Historically, our primary sources of liquidity have been cash generated from our operations and debt. At September 30, 2009, we had approximately $85.2 million of cash and cash equivalents and $3.1 million of availability under our revolving credit line with a borrowing base of $513.0 million.

Covenants set forth in the indentures for our 8 1/2% Senior Notes and the 8 7/8% Senior Notes, including the ACNTA test, limit the amount of secured debt we can incur. Certain thresholds set forth in the ACNTA test are principally reliant upon the levels of commodity prices for oil and gas at specified dates. Based on the commodity prices for oil and gas at December 31, 2008, we will be unable to borrow additional amounts under our Credit Agreement during 2009, regardless of the availability under our revolver, unless our secured debt is reduced below approximately $320.0 million.

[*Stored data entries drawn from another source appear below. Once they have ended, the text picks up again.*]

//! Integer-likeness classification and fraction construction.
//!
//! A source is integer-like when its own type can hold it as an exact
//! integer. Native floats are integer-like only inside the range of the
//! signed integer of the same width, so `2f64.powi(70)` is rejected even
//! though it is mathematically integral.

use bigcast_core::{Error, Integer, Rational, Result};
use num_traits::Zero;

use crate::coerce::rational_operand;
use crate::source::NumSource;

/// 2^63 as an `f64`.
const I64_LIMIT: f64 = 9_223_372_036_854_775_808.0;

/// 2^31 as an `f32`.
const I32_LIMIT: f32 = 2_147_483_648.0;

/// Returns true if `x` is exactly an integer under its own type's rules.
///
/// - native integers and [`Integer`]: always
/// - [`Rational`]: denominator is 1
/// - [`Float`](bigcast_core::Float): no fractional part at its precision
/// - `f64`/`f32`: equal to its truncation and inside the `i64`/`i32` range
/// - literals: never
pub fn is_integer_like<'a>(x: impl Into<NumSource<'a>>) -> bool {
    match x.into() {
        NumSource::I8(_)
        | NumSource::I16(_)
        | NumSource::I32(_)
        | NumSource::I64(_)
        | NumSource::Isize(_)
        | NumSource::U8(_)
        | NumSource::U16(_)
        | NumSource::U32(_)
        | NumSource::U64(_)
        | NumSource::Usize(_)
        | NumSource::Integer(_) => true,
        NumSource::F32(v) => v.trunc() == v && (-I32_LIMIT..I32_LIMIT).contains(&v),
        NumSource::F64(v) => v.trunc() == v && (-I64_LIMIT..I64_LIMIT).contains(&v),
        NumSource::Rational(v) => v.is_integer(),
        NumSource::Float(v) => v.is_integer(),
        NumSource::Str(_) => false,
    }
}

/// Extracts the exact integer value of an integer-like source.
///
/// # Errors
///
/// Returns [`Error::NotAnInteger`] if [`is_integer_like`] is false for `x`.
#[allow(clippy::cast_possible_truncation)]
pub fn extract_integer<'a>(x: impl Into<NumSource<'a>>) -> Result<Integer> {
    let source = x.into();
    if !is_integer_like(source) {
        return Err(Error::NotAnInteger);
    }
    let value = match source {
        NumSource::I8(v) => Integer::from(v),
        NumSource::I16(v) => Integer::from(v),
        NumSource::I32(v) => Integer::from(v),
        NumSource::I64(v) => Integer::from(v),
        NumSource::Isize(v) => Integer::from(v),
        NumSource::U8(v) => Integer::from(v),
        NumSource::U16(v) => Integer::from(v),
        NumSource::U32(v) => Integer::from(v),
        NumSource::U64(v) => Integer::from(v),
        NumSource::Usize(v) => Integer::from(v),
        // In range and integral, so the casts are exact.
        NumSource::F32(v) => Integer::from(v as i32),
        NumSource::F64(v) => Integer::from(v as i64),
        NumSource::Integer(v) => v.clone(),
        NumSource::Rational(v) => v.to_integer().ok_or(Error::NotAnInteger)?,
        NumSource::Float(v) => v.to_integer_exact().ok_or(Error::NotAnInteger)?,
        NumSource::Str(_) => return Err(Error::NotAnInteger),
    };
    Ok(value)
}

/// Creates the rational `x / y`.
///
/// When both operands are integer-like the fraction is built directly from
/// their integer values; otherwise both are coerced to rationals and
/// divided. The two paths agree wherever both apply.
///
/// # Errors
///
/// - [`Error::DivisionByZero`] if `y` is zero
/// - any coercion error from [`to_rational`](crate::to_rational)
pub fn to_rat_frac<'a>(
    x: impl Into<NumSource<'a>>,
    y: impl Into<NumSource<'a>>,
) -> Result<Rational> {
    let (x, y) = (x.into(), y.into());
    if is_integer_like(x) && is_integer_like(y) {
        return Rational::try_new(extract_integer(x)?, extract_integer(y)?);
    }

    tracing::trace!(?x, ?y, "fraction operands not integer-like, dividing rationals");
    let numerator = rational_operand(x)?;
    let denominator = rational_operand(y)?;
    if denominator.is_zero() {
        return Err(Error::DivisionByZero);
    }
    Ok(&*numerator / &*denominator)
}

/// Overwrites `dest` with `x / y`. On error `dest` is left unchanged.
///
/// # Errors
///
/// See [`to_rat_frac`].
pub fn set_rat_frac<'a>(
    dest: &mut Rational,
    x: impl Into<NumSource<'a>>,
    y: impl Into<NumSource<'a>>,
) -> Result<()> {
    *dest = to_rat_frac(x, y)?;
    Ok(())
}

Our reserve estimate as of December 31, 2009 will be prepared using an average price for oil and gas based upon the first day of each month for the prior twelve months as required by SEC Release No. 33-8995, Modernization of Oil and Gas Reporting. Because oil prices have increased since December 31, 2008, we expect this average price for oil to be higher than the price used in our reserve calculation as of December 31, 2008. This could cause our PV-10 value to increase by approximately 30% as of December 31, 2009 compared to December 31, 2008, and provide greater borrowing flexibility under our ACNTA test for 2010.

We believe that we will have sufficient funds available through our cash from operations to meet our normal recurring operating needs, debt service obligations, capital requirements and contingencies for the next 12 months. We may adjust our planned capital expenditures depending on the timing and amount of any equity funding received and the availability of acquisition opportunities that meet our investment criteria.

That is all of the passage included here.